«Michele, sei nato in giorni strani, con il mondo capovolto. Tuo padre lo hai conosciuto dopo 4 giorni e tua nonna ti ha visto di sfuggita senza poterti toccare. Ti abbiamo tenuto stretto stretto, tutto per noi, per tanto tempo… ed è stato bellissimo». Tra qualche anno, Carlotta racconterà questo al suo bimbo nato lo scorso 19 marzo, in piena pandemia da Coronavirus.
Michele ha scelto di nascere il giorno della festa del papà. «Papà e non babbo, perché Matteo, il mio compagno, è di Varese e ci tiene». Sorride Carlotta, impiegata di 40 anni, mamma per la seconda volta. «L’abbiamo cercato e l’abbiamo voluto tanto questo bambino.

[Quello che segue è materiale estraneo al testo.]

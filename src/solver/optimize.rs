//! Optimization of numeric objectives on top of a plain satisfiability engine.
//!
//! Each objective is refined independently by asserting strictly better bounds in nested
//! scopes. The search first walks away from the current model with exponentially growing
//! steps until a bound is refuted, then bisects the gap between the refuted bound and the
//! best model seen.

use crate::error::{ErrorKind, Result};
use crate::expr::Constant;
use crate::solver::engine::Engine;
use crate::solver::session::{Session, SessionMode};
use crate::solver::term::{Function, Term};
use num_rational::BigRational;
use num_traits::{One, Signed};
use std::fmt;

#[derive(Clone, Copy, Debug, Eq, PartialEq)]
pub enum OptStatus {
    /// All objectives were refined to within the requested precision.
    Opt,
    /// At least one objective has no finite optimum.
    Unbounded,
    Unsat,
    /// The engine gave up or the refinement budget ran out.
    Undef,
}

impl fmt::Display for OptStatus {
    fn fmt(&self, f: &mut fmt::Formatter<'_>) -> fmt::Result {
        match self {
            Self::Opt => write!(f, "opt"),
            Self::Unbounded => write!(f, "unbounded"),
            Self::Unsat => write!(f, "unsat"),
            Self::Undef => write!(f, "undef"),
        }
    }
}

#[derive(Clone, Copy, Debug, Eq, PartialEq)]
pub enum Direction {
    Minimize,
    Maximize,
}

impl Direction {
    // Minimization works on the value itself, maximization on its negation.
    fn signed(self, value: BigRational) -> BigRational {
        match self {
            Self::Minimize => value,
            Self::Maximize => -value,
        }
    }
}

/// Refers to an objective registered on a session.
#[derive(Clone, Copy, Debug, Eq, PartialEq)]
pub struct ObjectiveHandle(usize);

#[derive(Clone, Debug, Eq, PartialEq, Builder)]
#[builder(default)]
pub struct OptimizationOptions {
    /// Maximal distance between the reported value and the proven bound.
    pub tolerance: BigRational,
    /// Maximal number of engine checks spent per objective.
    pub max_refinements: usize,
}

impl Default for OptimizationOptions {
    fn default() -> Self {
        Self {
            tolerance: BigRational::new(1.into(), 1000.into()),
            max_refinements: 128,
        }
    }
}

#[derive(Clone, Debug, Eq, PartialEq)]
enum Outcome {
    /// No model is better than `proven`, `attained` is the best model found.
    Bounded {
        attained: BigRational,
        proven: BigRational,
    },
    Unbounded,
    Undef,
}

#[derive(Clone, Debug)]
pub(super) struct Objective {
    term: Term,
    direction: Direction,
    outcome: Option<Outcome>,
}

enum Probe {
    Improved(BigRational),
    Refuted,
    Unknown,
}

impl<'e, E: Engine> Session<'e, E> {
    pub fn minimize(&mut self, objective: &Term) -> Result<ObjectiveHandle> {
        self.add_objective(objective, Direction::Minimize)
    }

    pub fn maximize(&mut self, objective: &Term) -> Result<ObjectiveHandle> {
        self.add_objective(objective, Direction::Maximize)
    }

    fn add_objective(&mut self, objective: &Term, direction: Direction) -> Result<ObjectiveHandle> {
        self.expect_mode(SessionMode::Optimizing)?;
        objective.sort().expect_numeric()?;

        debug!("{:?} {}", direction, objective);
        self.objectives.push(Objective {
            term: objective.clone(),
            direction,
            outcome: None,
        });
        Ok(ObjectiveHandle(self.objectives.len() - 1))
    }

    /// Checks satisfiability and refines every registered objective.
    pub fn check_optimum(&mut self, options: &OptimizationOptions) -> Result<OptStatus> {
        self.expect_mode(SessionMode::Optimizing)?;

        match self.check()? {
            Some(true) => {}
            Some(false) => return Ok(OptStatus::Unsat),
            None => return Ok(OptStatus::Undef),
        }

        let mut status = OptStatus::Opt;
        for index in 0..self.objectives.len() {
            // Probes of the previous objective discarded the model.
            if index > 0 && self.check()? != Some(true) {
                self.objectives[index].outcome = Some(Outcome::Undef);
                if status == OptStatus::Opt {
                    status = OptStatus::Undef;
                }
                continue;
            }

            let term = self.objectives[index].term.clone();
            let direction = self.objectives[index].direction;

            let outcome = self.refine(&term, direction, options)?;
            status = match (&outcome, status) {
                (Outcome::Unbounded, _) => OptStatus::Unbounded,
                (Outcome::Undef, OptStatus::Opt) => OptStatus::Undef,
                (_, status) => status,
            };
            self.objectives[index].outcome = Some(outcome);
        }

        // Probes popped the model of the initial check.
        if !self.objectives.is_empty() {
            self.last_check = None;
        }

        debug!("Optimization finished with status {}", status);
        Ok(status)
    }

    /// The best value found for `handle` if it is within `epsilon` of the true optimum.
    pub fn bound(&self, handle: ObjectiveHandle, epsilon: &BigRational) -> Option<BigRational> {
        let objective = self.objectives.get(handle.0)?;
        match &objective.outcome {
            Some(Outcome::Bounded { attained, proven }) if (attained - proven).abs() <= *epsilon => {
                Some(attained.clone())
            }
            _ => None,
        }
    }

    fn refine(
        &mut self,
        objective: &Term,
        direction: Direction,
        options: &OptimizationOptions,
    ) -> Result<Outcome> {
        let integral = objective.sort().is_integer();
        let mut best = direction.signed(self.objective_value(objective)?);
        let mut checks = 0;

        // Walk away from the current model until some bound is refuted.
        let mut step = BigRational::one();
        let mut proven = loop {
            if checks >= options.max_refinements {
                debug!("No bound for {} after {} checks", objective, checks);
                return Ok(Outcome::Unbounded);
            }
            checks += 1;

            let probe = &best - &step;
            match self.probe(objective, direction, &probe)? {
                Probe::Improved(value) => {
                    best = value;
                    step = step * BigRational::from_integer(2.into());
                }
                Probe::Refuted => break probe,
                Probe::Unknown => return Ok(Outcome::Undef),
            }
        };

        while &best - &proven > options.tolerance {
            if checks >= options.max_refinements {
                return Ok(Outcome::Undef);
            }
            checks += 1;

            let mut middle = (&proven + &best) / BigRational::from_integer(2.into());
            if integral {
                middle = middle.ceil();
            }
            match self.probe(objective, direction, &middle)? {
                Probe::Improved(value) => best = value,
                Probe::Refuted => proven = middle,
                Probe::Unknown => return Ok(Outcome::Undef),
            }
        }

        Ok(Outcome::Bounded {
            attained: direction.signed(best),
            proven: direction.signed(proven),
        })
    }

    /// Looks for a model whose signed objective value is strictly below `bound`.
    fn probe(&mut self, objective: &Term, direction: Direction, bound: &BigRational) -> Result<Probe> {
        self.engine.push()?;
        let probe = self.probe_in_scope(objective, direction, bound);
        let popped = self.engine.pop();
        let probe = probe?;
        popped?;
        Ok(probe)
    }

    fn probe_in_scope(
        &mut self,
        objective: &Term,
        direction: Direction,
        bound: &BigRational,
    ) -> Result<Probe> {
        let limit = Constant::real(direction.signed(bound.clone())).cast(objective.sort())?;
        let comparison = match direction {
            Direction::Minimize => Function::Lt,
            Direction::Maximize => Function::Gt,
        };
        let constraint = Term::application(
            comparison,
            vec![objective.clone(), Term::constant(limit)],
            crate::expr::Sort::boolean(),
        );
        trace!("probe {}", constraint);
        self.engine.assert(&constraint)?;

        match self.engine.check()? {
            Some(true) => Ok(Probe::Improved(
                direction.signed(self.objective_value(objective)?),
            )),
            Some(false) => Ok(Probe::Refuted),
            None => Ok(Probe::Unknown),
        }
    }

    fn objective_value(&mut self, objective: &Term) -> Result<BigRational> {
        let values = self.engine.values(std::slice::from_ref(objective))?;
        values
            .first()
            .and_then(Constant::to_rational)
            .ok_or_else(|| {
                ErrorKind::Engine(format!("No numeric value for objective {}", objective)).into()
            })
    }
}
//! Native terms understood by the solving engines.
//!
//! A `Term` is a sorted SMT-LIB term. Its `Display` implementation yields the exact SMT-LIB
//! text handed to the engine, symbols are always printed quoted.

use crate::expr::{Constant, Sort};
use num_traits::Signed;
use std::fmt;

/// Interpreted SMT-LIB functions.
#[derive(Clone, Copy, Debug, Hash, Eq, PartialEq)]
pub enum Function {
    Not,
    And,
    Or,
    Imply,
    Xor,
    Ite,
    Equal,
    Lt,
    Gt,
    Le,
    Ge,
    Add,
    Sub,
    Mul,
    /// Real division `/`.
    RealDiv,
    /// Integer division `div`.
    IntDiv,
    Mod,
    Abs,
    Neg,
}

impl fmt::Display for Function {
    fn fmt(&self, f: &mut fmt::Formatter) -> fmt::Result {
        match self {
            Self::Not => write!(f, "not"),
            Self::And => write!(f, "and"),
            Self::Or => write!(f, "or"),
            Self::Imply => write!(f, "=>"),
            Self::Xor => write!(f, "xor"),
            Self::Ite => write!(f, "ite"),
            Self::Equal => write!(f, "="),
            Self::Lt => write!(f, "<"),
            Self::Gt => write!(f, ">"),
            Self::Le => write!(f, "<="),
            Self::Ge => write!(f, ">="),
            Self::Add => write!(f, "+"),
            Self::Sub | Self::Neg => write!(f, "-"),
            Self::Mul => write!(f, "*"),
            Self::RealDiv => write!(f, "/"),
            Self::IntDiv => write!(f, "div"),
            Self::Mod => write!(f, "mod"),
            Self::Abs => write!(f, "abs"),
        }
    }
}

/// A declared constant symbol.
#[derive(Clone, Debug, Hash, Eq, PartialEq, Ord, PartialOrd)]
pub struct Symbol {
    name: String,
}

impl Symbol {
    pub fn new<S: Into<String>>(name: S) -> Self {
        Self { name: name.into() }
    }

    pub fn name(&self) -> &str {
        &self.name
    }
}

impl fmt::Display for Symbol {
    fn fmt(&self, f: &mut fmt::Formatter) -> fmt::Result {
        // Quoted symbols may contain anything but `|` and `\`, `#` escapes them.
        write!(f, "|")?;
        for c in self.name.chars() {
            match c {
                '|' | '\\' | '#' => write!(f, "#{:02x}", c as u32)?,
                c => write!(f, "{}", c)?,
            }
        }
        write!(f, "|")
    }
}

#[derive(Clone, Debug, Hash, Eq, PartialEq)]
pub enum TermKind {
    Symbol(Symbol),
    Constant(Constant),
    Application(Function, Vec<Term>),
}

#[derive(Clone, Debug, Hash, Eq, PartialEq)]
pub struct Term {
    kind: TermKind,
    sort: Sort,
}

impl Term {
    pub fn symbol(symbol: Symbol, sort: Sort) -> Self {
        Self {
            kind: TermKind::Symbol(symbol),
            sort,
        }
    }

    pub fn constant(constant: Constant) -> Self {
        let sort = constant.sort();
        Self {
            kind: TermKind::Constant(constant),
            sort,
        }
    }

    /// Application of `function` to `arguments`, the caller is responsible for the sorts.
    pub fn application(function: Function, arguments: Vec<Term>, sort: Sort) -> Self {
        Self {
            kind: TermKind::Application(function, arguments),
            sort,
        }
    }

    pub fn kind(&self) -> &TermKind {
        &self.kind
    }

    pub fn sort(&self) -> &Sort {
        &self.sort
    }

    pub fn as_symbol(&self) -> Option<&Symbol> {
        match &self.kind {
            TermKind::Symbol(symbol) => Some(symbol),
            _ => None,
        }
    }

    pub fn as_constant(&self) -> Option<&Constant> {
        match &self.kind {
            TermKind::Constant(constant) => Some(constant),
            _ => None,
        }
    }

    /// Whether this is the constant `true`, which never contributes to unsatisfiability.
    pub fn is_true(&self) -> bool {
        matches!(&self.kind, TermKind::Constant(Constant::Boolean(true)))
    }

    /// All constants occurring in this term.
    pub fn constants(&self) -> Vec<&Constant> {
        match &self.kind {
            TermKind::Symbol(_) => vec![],
            TermKind::Constant(constant) => vec![constant],
            TermKind::Application(_, arguments) => {
                arguments.iter().flat_map(Term::constants).collect()
            }
        }
    }
}

fn fmt_constant(constant: &Constant, f: &mut fmt::Formatter) -> fmt::Result {
    match constant {
        Constant::Boolean(value) => write!(f, "{}", value),
        Constant::Integer(value) if value.is_negative() => write!(f, "(- {})", value.abs()),
        Constant::Integer(value) => write!(f, "{}", value),
        Constant::Real(value) => {
            let numer = value.numer().abs();
            let denom = value.denom();
            let magnitude = if value.is_integer() {
                format!("{}.0", numer)
            } else {
                format!("(/ {}.0 {}.0)", numer, denom)
            };
            if value.is_negative() {
                write!(f, "(- {})", magnitude)
            } else {
                write!(f, "{}", magnitude)
            }
        }
    }
}

impl fmt::Display for Term {
    fn fmt(&self, f: &mut fmt::Formatter) -> fmt::Result {
        match &self.kind {
            TermKind::Symbol(symbol) => symbol.fmt(f),
            TermKind::Constant(constant) => fmt_constant(constant, f),
            TermKind::Application(function, arguments) => {
                write!(f, "({}", function)?;
                for argument in arguments {
                    write!(f, " {}", argument)?;
                }
                write!(f, ")")
            }
        }
    }
}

Se non fosse per l’età, farei anche il terzo». Se da piccina le chiedevi cosa voleva fare da grande, Carlotta rispondeva “la mamma”. «Non sono una di quelle donne che parla solo di figli, però. Il lavoro è importante e c’è spazio per fare tutto, ma essere mamma mi completa, mi realizza, mi dà la consapevolezza delle mie priorità».
Michele è nato a Careggi, di pomeriggio. Il padre Matteo non era lì perché la pandemia ha negato anche questo momento. Erano solo Carlotta e Michele, in un reparto stranamente più tranquillo. «Da una parte meglio, è strano dirlo, ma senza le visite sei più a tuo agio». Tra poppate e cateteri, le condizioni per ricevere amici e parenti non sono sempre le migliori. Nei corridoi della maternità soltanto madri e neonati. Una solitudine che crea complicità, ma anche amarezza. «Un giorno ho avuto un crollo emotivo, scrivevo al mio compagno che mi mancava tanto. Quella solitudine non riuscivo a sopportarla, ma non potevo fare altrimenti, era giusto così. Poi quando Matteo è venuto a prenderci, abbiamo recuperato il tempo perduto».
Le notti colorate dalle luci blu delle stanze dell’ospedale e movimentate dalle poppate e dai cambi continui sono una quotidianità ritrovata che Carlotta si è portata dietro fino a casa. «Non ho tanto tempo, la poppata ogni due ore, poi il ruttino, il cambio e senza farci caso passano due ore e si ricomincia. Poi devo dare attenzioni particolari alla sorella più grande». Giorgia, 4 anni e mezzo, guarda da lontano con lo sguardo stranito la mamma che allatta il fratellino. «Un po’ di gelosia c’è, anche verso il padre, ma è una brava sorellina, lo bacia e lo scruta nella carrozzina quando dorme». Essere costretti a casa di certo non aiuta ad affrontare un momento così delicato, ma ci si arrangia: «Inventiamo giochi, ora stiamo organizzando una caccia al tesoro».
Essere madre significa anche convivere costantemente con i sensi di colpa, con la sensazione di non fare abbastanza e di sbagliare. «Per la nascita di Giorgia avevo fatto tanti preparativi, il quadretto a punto croce, avevo già scritto cinquanta pagine di diario, la stanza arredata nei minimi dettagli. Per Michele, poverino, non ho finito il quadretto e sul suo diario ho solo scritto il nome e la data di quando abbiamo saputo che era un maschietto». I secondi vivono sempre sulla scia dei primi, pagano la mancanza di novità. «Ma non è vero che una mamma si divide, l’amore semplicemente raddoppia. Non c’è un più o un meno, semplicemente sono due rapporti diversi. Con Giorgia ho una complicità unica, è lei che mi ha portato la maternità».
Le giornate scorrono piene, tra giochi e coccole. Qualche videochiamata con i nonni e gli zii chiusi in casa, le foto che rimbalzano via chat tra Firenze e Varese. «Hanno tutti una voglia matta di conoscere Michele e di rivedere Giorgia e questo ci fa sentire più uniti in famiglia». Fuori c’è la pandemia, eppure la casa di Carlotta non è mai stata così piena e colorata di vita.